Le 28 juin en l'espace de six heures seulement, l'équipage a porté secours à 1 171 personnes qui se trouvaient à bord de quatre embarcations surchargées. Plus de la moitié sont originaires de la Syrie déchirée par la guerre, avec, pour la plupart, des familles et de grands groupes. D'autres arrivent depuis l'Erythrée, le Soudan, le Pakistan, le Bangladesh, la Somalie et au-delà. Les photos de A. D'Amato et les interviews qui les accompagnent mettent en lumière la vie de ces personnes dont la situation, dans leur pays, était devenue précaire au point de mettre leur vie en péril.

Sauvetage en mer

L'histoire de Jihan

Comme des millions d'autres, Jihan, 34 ans, était prête à tout pour échapper à la guerre sévissant en Syrie et pour mettre sa famille en sécurité. Contrairement à la plupart, Jihan est aveugle.

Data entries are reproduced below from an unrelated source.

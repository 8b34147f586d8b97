//! # Connector Sync Entry Point

use anyhow::Context;
use clap::{Parser, Subcommand};
use connector_sync::{
    config::ConfigLoader,
    db,
    server::{AppState, run_server},
    telemetry,
};

#[derive(Parser, Debug)]
#[command(name = "connector-sync")]
#[command(version, about, long_about = None)]
struct Cli {
    #[command(subcommand)]
    command: Option<Command>,
}

#[derive(Subcommand, Debug)]
enum Command {
    /// Apply pending migrations and serve the HTTP API (default)
    Serve,
    /// Apply pending migrations and exit
    Migrate,
    /// Delete sync history older than the retention window and exit
    Cleanup {
        #[arg(long, default_value = "30")]
        retention_days: u32,
    },
}

#[tokio::main]
async fn main() -> anyhow::Result<()> {
    let cli = Cli::parse();

    let config = ConfigLoader::new()
        .load()
        .context("loading configuration")?;
    telemetry::init_tracing(&config).context("initializing tracing")?;

    tracing::info!(profile = %config.profile, "Configuration loaded");
    if let Ok(redacted_json) = config.redacted_json() {
        tracing::debug!(config = %redacted_json, "Effective configuration");
    }

    let db = db::init_pool(&config)
        .await
        .context("initializing database connection pool")?;
    db::run_migrations(&db).await?;

    match cli.command.unwrap_or(Command::Serve) {
        Command::Serve => run_server(config, db).await,
        Command::Migrate => {
            tracing::info!("Migrations applied");
            Ok(())
        }
        Command::Cleanup { retention_days } => {
            let state = AppState::new(config, db).context("building application state")?;
            let deleted = state.cron_monitor.cleanup_old_logs(retention_days).await?;
            tracing::info!(deleted, retention_days, "Cleanup finished");
            Ok(())
        }
    }
}
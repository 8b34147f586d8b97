//! Single-pair sync state machine
//!
//! `sync_provider` loads the credential, refreshes it when expired, fetches
//! activity since the last high-water mark, upserts it, and records a
//! terminal [`SyncRun`](crate::models::sync_run::Model). Failures are turned
//! into notifications and a failed run; nothing is retried within the call.

use std::sync::Arc;
use std::time::{Duration, Instant};

use chrono::Utc;
use sea_orm::DatabaseConnection;
use serde::Serialize;
use tracing::instrument;
use utoipa::ToSchema;
use uuid::Uuid;

use crate::error::SyncCoreError;
use crate::models::notification::NotificationType;
use crate::models::sync_run::SyncTrigger;
use crate::notifications::NotificationCenter;
use crate::providers::{ActivitySource, OAuthCoordinator, ProviderKind};
use crate::repositories::{ActivityRepository, ConnectionRepository, SyncRunRepository};
use crate::sync::locks::PairLocks;
use crate::vault::{CredentialVault, TokenBundle};

/// Tokens expiring within this margin are refreshed before use
const EXPIRY_SKEW_SECONDS: i64 = 60;

/// Error recorded on a run whose task panicked or was dropped mid-sync
pub const ABANDONED_RUN_ERROR: &str = "sync task ended unexpectedly";

/// Result of one `sync_provider` call
#[derive(Debug, Clone, PartialEq, Eq, Serialize, ToSchema)]
pub struct SyncOutcome {
    pub success: bool,
    #[serde(skip_serializing_if = "Option::is_none")]
    pub items_synced: Option<u32>,
    #[serde(skip_serializing_if = "Option::is_none")]
    pub error: Option<String>,
    pub duration_ms: u64,
    /// Absent when no run was recorded, e.g. the pair was already syncing
    #[serde(skip_serializing_if = "Option::is_none")]
    pub run_id: Option<Uuid>,
    /// True when another sync for the same pair was in progress
    #[serde(skip_serializing_if = "std::ops::Not::not")]
    pub skipped: bool,
}

impl SyncOutcome {
    fn succeeded(items_synced: u32, duration_ms: u64, run_id: Uuid) -> Self {
        Self {
            success: true,
            items_synced: Some(items_synced),
            error: None,
            duration_ms,
            run_id: Some(run_id),
            skipped: false,
        }
    }

    fn failed(error: String, duration_ms: u64, run_id: Option<Uuid>) -> Self {
        Self {
            success: false,
            items_synced: None,
            error: Some(error),
            duration_ms,
            run_id,
            skipped: false,
        }
    }

    pub(crate) fn abandoned() -> Self {
        Self::failed(ABANDONED_RUN_ERROR.to_string(), 0, None)
    }

    pub(crate) fn busy() -> Self {
        Self {
            success: false,
            items_synced: None,
            error: Some("a sync for this provider is already in progress".to_string()),
            duration_ms: 0,
            run_id: None,
            skipped: true,
        }
    }
}

#[derive(Clone)]
pub struct SyncOrchestrator {
    vault: CredentialVault,
    oauth: Arc<OAuthCoordinator>,
    source: Arc<dyn ActivitySource>,
    notifications: NotificationCenter,
    connections: ConnectionRepository,
    activities: ActivityRepository,
    runs: SyncRunRepository,
    locks: PairLocks,
    call_timeout: Duration,
}

impl std::fmt::Debug for SyncOrchestrator {
    fn fmt(&self, f: &mut std::fmt::Formatter<'_>) -> std::fmt::Result {
        f.debug_struct("SyncOrchestrator")
            .field("call_timeout", &self.call_timeout)
            .finish_non_exhaustive()
    }
}

impl SyncOrchestrator {
    pub fn new(
        db: Arc<DatabaseConnection>,
        vault: CredentialVault,
        oauth: Arc<OAuthCoordinator>,
        source: Arc<dyn ActivitySource>,
        notifications: NotificationCenter,
        call_timeout: Duration,
    ) -> Self {
        Self {
            vault,
            oauth,
            source,
            notifications,
            connections: ConnectionRepository::new(db.clone()),
            activities: ActivityRepository::new(db.clone()),
            runs: SyncRunRepository::new(db),
            locks: PairLocks::new(),
            call_timeout,
        }
    }

    pub fn locks(&self) -> &PairLocks {
        &self.locks
    }

    /// Sync one `(user, provider)` pair.
    ///
    /// Never returns an error: every failure ends as a failed [`SyncOutcome`]
    /// so batch callers can keep going.
    #[instrument(skip(self), fields(user_id = %user_id, provider = %provider, run_id = tracing::field::Empty))]
    pub async fn sync_provider(
        &self,
        user_id: Uuid,
        provider: ProviderKind,
        trigger: SyncTrigger,
        cron_execution_id: Option<Uuid>,
    ) -> SyncOutcome {
        let Some(_pair_lock) = self.locks.try_acquire(user_id, provider) else {
            tracing::info!("Sync already in progress for pair; skipping");
            metrics::counter!("sync_runs_total", "provider" => provider.as_str(), "status" => "skipped")
                .increment(1);
            return SyncOutcome::busy();
        };

        metrics::gauge!("sync_in_flight").increment(1.0);
        let _in_flight = scopeguard::guard((), |_| {
            metrics::gauge!("sync_in_flight").decrement(1.0);
        });

        let started = Instant::now();
        let run = match self
            .runs
            .start(user_id, provider.as_str(), trigger, cron_execution_id)
            .await
        {
            Ok(run) => run,
            Err(err) => {
                tracing::error!(error = %err, "Failed to record sync run start");
                return SyncOutcome::failed(
                    SyncCoreError::from(err).to_string(),
                    elapsed_ms(started),
                    None,
                );
            }
        };
        tracing::Span::current().record("run_id", tracing::field::display(run.id));

        // A panic or a dropped future must still close the run
        let open_run = scopeguard::guard((self.runs.clone(), run.id), move |(runs, run_id)| {
            tracing::error!(%run_id, "Sync ended without recording an outcome");
            if let Ok(handle) = tokio::runtime::Handle::try_current() {
                handle.spawn(async move {
                    let duration_ms = elapsed_ms(started) as i64;
                    if let Err(err) = runs.fail(run_id, ABANDONED_RUN_ERROR, duration_ms).await {
                        tracing::error!(error = %err, %run_id, "Failed to close abandoned sync run");
                    }
                });
            }
        });

        let result = self.execute(user_id, provider).await;
        let duration_ms = elapsed_ms(started);
        metrics::histogram!("sync_duration_ms", "provider" => provider.as_str())
            .record(duration_ms as f64);

        let outcome = match result {
            Ok(items_synced) => {
                self.finish_success(user_id, provider, run.id, items_synced, duration_ms)
                    .await
            }
            Err(err) => {
                self.finish_failure(user_id, provider, run.id, err, duration_ms)
                    .await
            }
        };
        scopeguard::ScopeGuard::into_inner(open_run);
        outcome
    }

    /// Steps that can fail the run
    async fn execute(&self, user_id: Uuid, provider: ProviderKind) -> Result<u32, SyncCoreError> {
        let definition = self.oauth.registry().get(provider)?;

        let token = self
            .vault
            .get_token(user_id, provider.as_str())
            .await?
            .ok_or_else(|| SyncCoreError::NotConnected {
                provider: provider.as_str().to_string(),
            })?;

        let token = if token.is_expired_at(Utc::now(), chrono::Duration::seconds(EXPIRY_SKEW_SECONDS))
        {
            self.refresh_expired(user_id, provider, token).await?
        } else {
            token
        };

        let since = self
            .connections
            .find(user_id, provider.as_str())
            .await?
            .and_then(|connection| connection.last_synced_at);
        let watermark = Utc::now();

        let items = tokio::time::timeout(
            self.call_timeout,
            self.source
                .fetch_since(&definition, &token.access_token, since),
        )
        .await
        .map_err(|_| SyncCoreError::Timeout {
            operation: format!("{} activity fetch", provider),
            seconds: self.call_timeout.as_secs(),
        })??;

        let written = self
            .activities
            .upsert_many(user_id, provider.as_str(), items)
            .await?;
        self.connections
            .record_sync_success(user_id, provider.as_str(), watermark)
            .await?;

        Ok(u32::try_from(written).unwrap_or(u32::MAX))
    }

    /// Exchange the refresh token for a new access token and persist it.
    ///
    /// Every way this can fail ends in [`SyncCoreError::ReauthRequired`].
    async fn refresh_expired(
        &self,
        user_id: Uuid,
        provider: ProviderKind,
        token: TokenBundle,
    ) -> Result<TokenBundle, SyncCoreError> {
        let Some(refresh_token) = token.refresh_token.as_deref() else {
            return Err(SyncCoreError::reauth(
                provider.as_str(),
                "access token expired and no refresh token is stored",
            ));
        };
        if !self.oauth.supports_refresh(provider) {
            return Err(SyncCoreError::reauth(
                provider.as_str(),
                "access token expired and the provider does not support refresh",
            ));
        }

        let refreshed =
            match tokio::time::timeout(self.call_timeout, self.oauth.refresh(provider, refresh_token))
                .await
            {
                Ok(Ok(bundle)) => bundle,
                Ok(Err(err)) => {
                    tracing::warn!(
                        error = %err,
                        retryable = err.is_retryable(),
                        "Token refresh failed"
                    );
                    return Err(SyncCoreError::reauth(
                        provider.as_str(),
                        format!("token refresh failed: {}", err),
                    ));
                }
                Err(_) => {
                    tracing::warn!("Token refresh timed out");
                    return Err(SyncCoreError::reauth(
                        provider.as_str(),
                        "token refresh timed out",
                    ));
                }
            };

        self.vault
            .store_token(user_id, provider.as_str(), &refreshed)
            .await?;
        tracing::info!("Refreshed expired access token");
        Ok(refreshed)
    }

    async fn finish_success(
        &self,
        user_id: Uuid,
        provider: ProviderKind,
        run_id: Uuid,
        items_synced: u32,
        duration_ms: u64,
    ) -> SyncOutcome {
        if let Err(err) = self
            .runs
            .complete(run_id, items_synced as i32, duration_ms as i64)
            .await
        {
            tracing::error!(error = %err, "Failed to record sync run success");
        }

        if let Err(err) = self
            .notifications
            .clear_type(user_id, provider.as_str(), NotificationType::SyncFailures)
            .await
        {
            tracing::warn!(error = %err, "Failed to clear sync failure notification");
        }

        metrics::counter!("sync_runs_total", "provider" => provider.as_str(), "status" => "success")
            .increment(1);
        tracing::info!(items_synced, duration_ms, "Sync completed");

        SyncOutcome::succeeded(items_synced, duration_ms, run_id)
    }

    async fn finish_failure(
        &self,
        user_id: Uuid,
        provider: ProviderKind,
        run_id: Uuid,
        err: SyncCoreError,
        duration_ms: u64,
    ) -> SyncOutcome {
        let message = err.to_string();

        if let Err(db_err) = self.runs.fail(run_id, &message, duration_ms as i64).await {
            tracing::error!(error = %db_err, "Failed to record sync run failure");
        }

        let notified = if err.requires_reauth() {
            self.notifications
                .notify_reauth_required(user_id, provider)
                .await
                .map(|_| ())
        } else if matches!(err, SyncCoreError::NotConnected { .. }) {
            Ok(())
        } else {
            self.notifications
                .notify_sync_failure(user_id, provider, &message)
                .await
                .map(|_| ())
        };
        if let Err(notify_err) = notified {
            tracing::warn!(error = %notify_err, "Failed to upsert failure notification");
        }

        if let Err(db_err) = self
            .connections
            .record_sync_failure(user_id, provider.as_str(), &message)
            .await
        {
            tracing::warn!(error = %db_err, "Failed to record sync failure on connection");
        }

        metrics::counter!("sync_runs_total", "provider" => provider.as_str(), "status" => "failed")
            .increment(1);
        if err.is_retryable() {
            tracing::warn!(error = %message, duration_ms, "Sync failed; next cycle will retry");
        } else {
            tracing::error!(error = %message, duration_ms, "Sync failed");
        }

        SyncOutcome::failed(message, duration_ms, Some(run_id))
    }
}

fn elapsed_ms(started: Instant) -> u64 {
    u64::try_from(started.elapsed().as_millis()).unwrap_or(u64::MAX)
}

Il y a neuf mois, elle a fui Damas avec Ashraf, son mari âgé de 35 ans, qui est également en train de perdre la vue. Avec leurs deux fils, ils se sont rendus en Turquie par la mer Méditerranée, à bord d'un bateau avec 40 autres personnes. Ils espéraient que le voyage ne durerait huit heures. Ils n'avaient aucune garantie d'arriver sains et saufs.

Après une périlleuse traversée qui aura duré 45 heures, la famille est enfin arrivée à Milos, une île grecque de la mer Egée, à des kilomètres de la destination qui était prévue. Sans aucun soutien ni aucune assistance, ils ont dû se débrouiller pour se rendre à Athènes.

La police les a détenus pendant quatre jours à leur arrivée. On leur a demandé de rester hors d'Athènes, ainsi que trois autres villes grecques, en les laissant à l'abandon.

Démunis et épuisés, la famille a été contrainte de se séparer. Ashraf est parti vers le nord en quête d'asile et Jihan s'est rendue à Lavrion avec ses deux enfants, une installation informelle à une heure de route de la capitale grecque.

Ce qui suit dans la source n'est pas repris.